### TASK TO COMPLETE
Below are lines of data; restate word for word those running from the line containing "let range = preset.window_at(now);" to the line containing "error is kept", inclusive, and no others.

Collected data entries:
--- START ---
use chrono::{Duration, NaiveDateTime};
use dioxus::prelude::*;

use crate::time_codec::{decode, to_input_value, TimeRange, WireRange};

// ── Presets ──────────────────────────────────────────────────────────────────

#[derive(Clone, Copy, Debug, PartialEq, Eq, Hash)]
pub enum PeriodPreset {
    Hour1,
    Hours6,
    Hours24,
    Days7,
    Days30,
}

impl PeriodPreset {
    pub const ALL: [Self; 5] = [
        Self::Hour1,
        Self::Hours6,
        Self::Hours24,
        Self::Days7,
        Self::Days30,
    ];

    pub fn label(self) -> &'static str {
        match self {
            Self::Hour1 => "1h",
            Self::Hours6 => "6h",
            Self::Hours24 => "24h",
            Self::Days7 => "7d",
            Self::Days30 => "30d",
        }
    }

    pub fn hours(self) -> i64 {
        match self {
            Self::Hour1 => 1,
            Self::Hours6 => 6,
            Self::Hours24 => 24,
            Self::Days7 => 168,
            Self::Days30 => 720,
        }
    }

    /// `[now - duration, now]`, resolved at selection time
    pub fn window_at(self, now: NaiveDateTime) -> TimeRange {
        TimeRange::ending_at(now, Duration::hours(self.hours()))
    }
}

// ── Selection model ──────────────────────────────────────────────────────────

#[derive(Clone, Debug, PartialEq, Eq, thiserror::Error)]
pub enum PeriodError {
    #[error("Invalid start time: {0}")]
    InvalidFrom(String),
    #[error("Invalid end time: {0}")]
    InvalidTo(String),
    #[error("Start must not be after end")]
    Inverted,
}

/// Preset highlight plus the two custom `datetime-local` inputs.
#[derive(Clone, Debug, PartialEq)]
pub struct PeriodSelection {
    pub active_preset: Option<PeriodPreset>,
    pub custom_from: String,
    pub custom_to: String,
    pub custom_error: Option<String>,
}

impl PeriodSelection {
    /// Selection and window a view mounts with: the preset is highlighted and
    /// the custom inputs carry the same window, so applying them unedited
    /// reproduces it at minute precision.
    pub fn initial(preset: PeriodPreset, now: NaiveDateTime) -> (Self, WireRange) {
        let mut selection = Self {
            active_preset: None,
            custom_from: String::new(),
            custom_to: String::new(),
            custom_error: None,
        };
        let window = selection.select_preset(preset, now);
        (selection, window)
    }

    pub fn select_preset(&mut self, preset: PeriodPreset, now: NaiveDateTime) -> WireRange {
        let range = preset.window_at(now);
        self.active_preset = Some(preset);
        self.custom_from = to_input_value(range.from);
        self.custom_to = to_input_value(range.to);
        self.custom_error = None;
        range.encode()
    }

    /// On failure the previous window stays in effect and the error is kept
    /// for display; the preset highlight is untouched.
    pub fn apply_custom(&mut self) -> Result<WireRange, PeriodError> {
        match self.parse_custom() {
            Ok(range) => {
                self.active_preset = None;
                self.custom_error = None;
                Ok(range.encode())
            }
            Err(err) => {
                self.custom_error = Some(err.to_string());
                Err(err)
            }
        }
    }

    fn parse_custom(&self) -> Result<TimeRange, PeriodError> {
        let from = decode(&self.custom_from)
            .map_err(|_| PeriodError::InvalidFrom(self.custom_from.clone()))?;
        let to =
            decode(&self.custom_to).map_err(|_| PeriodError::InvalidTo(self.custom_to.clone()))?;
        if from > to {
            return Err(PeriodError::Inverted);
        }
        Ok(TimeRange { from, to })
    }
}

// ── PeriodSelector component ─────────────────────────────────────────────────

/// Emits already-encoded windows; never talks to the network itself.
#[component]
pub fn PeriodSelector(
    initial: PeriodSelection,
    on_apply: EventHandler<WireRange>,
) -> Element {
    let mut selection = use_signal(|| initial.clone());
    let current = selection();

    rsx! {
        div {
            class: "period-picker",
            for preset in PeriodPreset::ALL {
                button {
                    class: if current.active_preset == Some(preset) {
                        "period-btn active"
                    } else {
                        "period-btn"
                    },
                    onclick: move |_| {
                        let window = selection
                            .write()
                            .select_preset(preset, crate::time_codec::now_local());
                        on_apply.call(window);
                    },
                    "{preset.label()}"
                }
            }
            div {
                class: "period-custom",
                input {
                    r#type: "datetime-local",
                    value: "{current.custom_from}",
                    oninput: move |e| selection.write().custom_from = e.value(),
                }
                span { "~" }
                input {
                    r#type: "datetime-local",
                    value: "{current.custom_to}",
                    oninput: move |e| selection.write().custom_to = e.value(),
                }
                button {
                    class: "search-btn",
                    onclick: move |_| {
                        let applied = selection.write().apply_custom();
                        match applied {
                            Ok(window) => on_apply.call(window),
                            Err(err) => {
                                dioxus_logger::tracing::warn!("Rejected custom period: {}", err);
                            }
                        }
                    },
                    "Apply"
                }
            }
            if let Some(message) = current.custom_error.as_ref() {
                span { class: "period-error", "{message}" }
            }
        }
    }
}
--- END ---
### ANSWER BELOW
        let range = preset.window_at(now);
        self.active_preset = Some(preset);
        self.custom_from = to_input_value(range.from);
        self.custom_to = to_input_value(range.to);
        self.custom_error = None;
        range.encode()
    }

    /// On failure the previous window stays in effect and the error is kept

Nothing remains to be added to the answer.